Top of Supplied material
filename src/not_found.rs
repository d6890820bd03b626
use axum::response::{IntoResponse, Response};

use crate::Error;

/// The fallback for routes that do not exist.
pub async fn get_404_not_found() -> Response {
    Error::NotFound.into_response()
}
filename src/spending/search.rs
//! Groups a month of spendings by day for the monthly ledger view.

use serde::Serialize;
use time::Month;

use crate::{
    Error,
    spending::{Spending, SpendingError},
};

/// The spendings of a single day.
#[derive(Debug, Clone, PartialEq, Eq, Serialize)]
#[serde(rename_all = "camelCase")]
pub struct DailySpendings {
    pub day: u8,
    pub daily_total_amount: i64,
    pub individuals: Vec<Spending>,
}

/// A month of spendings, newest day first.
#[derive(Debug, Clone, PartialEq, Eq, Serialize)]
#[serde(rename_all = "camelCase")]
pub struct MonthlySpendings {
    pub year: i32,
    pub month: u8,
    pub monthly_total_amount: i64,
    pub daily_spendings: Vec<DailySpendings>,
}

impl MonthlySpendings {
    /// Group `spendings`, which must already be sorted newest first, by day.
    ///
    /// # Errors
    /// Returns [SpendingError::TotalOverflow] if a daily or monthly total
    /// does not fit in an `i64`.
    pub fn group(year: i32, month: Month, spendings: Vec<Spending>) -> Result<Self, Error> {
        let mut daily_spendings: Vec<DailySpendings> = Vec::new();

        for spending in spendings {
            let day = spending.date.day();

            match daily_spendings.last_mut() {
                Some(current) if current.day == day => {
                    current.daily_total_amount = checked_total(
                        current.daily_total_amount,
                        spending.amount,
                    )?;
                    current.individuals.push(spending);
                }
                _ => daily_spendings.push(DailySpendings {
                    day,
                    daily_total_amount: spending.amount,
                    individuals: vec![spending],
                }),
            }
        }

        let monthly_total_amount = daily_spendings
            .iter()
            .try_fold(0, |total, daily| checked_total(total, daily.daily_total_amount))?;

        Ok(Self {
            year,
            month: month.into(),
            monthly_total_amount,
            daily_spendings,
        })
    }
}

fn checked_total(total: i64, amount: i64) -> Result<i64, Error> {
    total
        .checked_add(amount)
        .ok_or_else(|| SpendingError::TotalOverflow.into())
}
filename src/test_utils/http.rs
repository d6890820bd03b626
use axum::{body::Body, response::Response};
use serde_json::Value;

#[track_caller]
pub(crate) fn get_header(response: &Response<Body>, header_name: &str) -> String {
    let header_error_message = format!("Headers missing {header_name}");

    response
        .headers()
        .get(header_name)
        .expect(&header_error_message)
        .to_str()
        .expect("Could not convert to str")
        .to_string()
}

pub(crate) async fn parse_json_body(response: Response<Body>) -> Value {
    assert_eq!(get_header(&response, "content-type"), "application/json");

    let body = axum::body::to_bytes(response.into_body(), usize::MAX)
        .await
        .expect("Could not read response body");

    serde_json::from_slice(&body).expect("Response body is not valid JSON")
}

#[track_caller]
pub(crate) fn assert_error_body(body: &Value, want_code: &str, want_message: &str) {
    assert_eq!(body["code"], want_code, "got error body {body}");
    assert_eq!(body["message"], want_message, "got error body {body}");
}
Bottom of Supplied material
### [Exercise]
Using the data above, restate word for word the lines from its opening line through the line that contains "filename src/spending/search.rs", and no more.

### [Answer box]
filename src/not_found.rs
repository d6890820bd03b626
use axum::response::{IntoResponse, Response};

use crate::Error;

/// The fallback for routes that do not exist.
pub async fn get_404_not_found() -> Response {
    Error::NotFound.into_response()
}
filename src/spending/search.rs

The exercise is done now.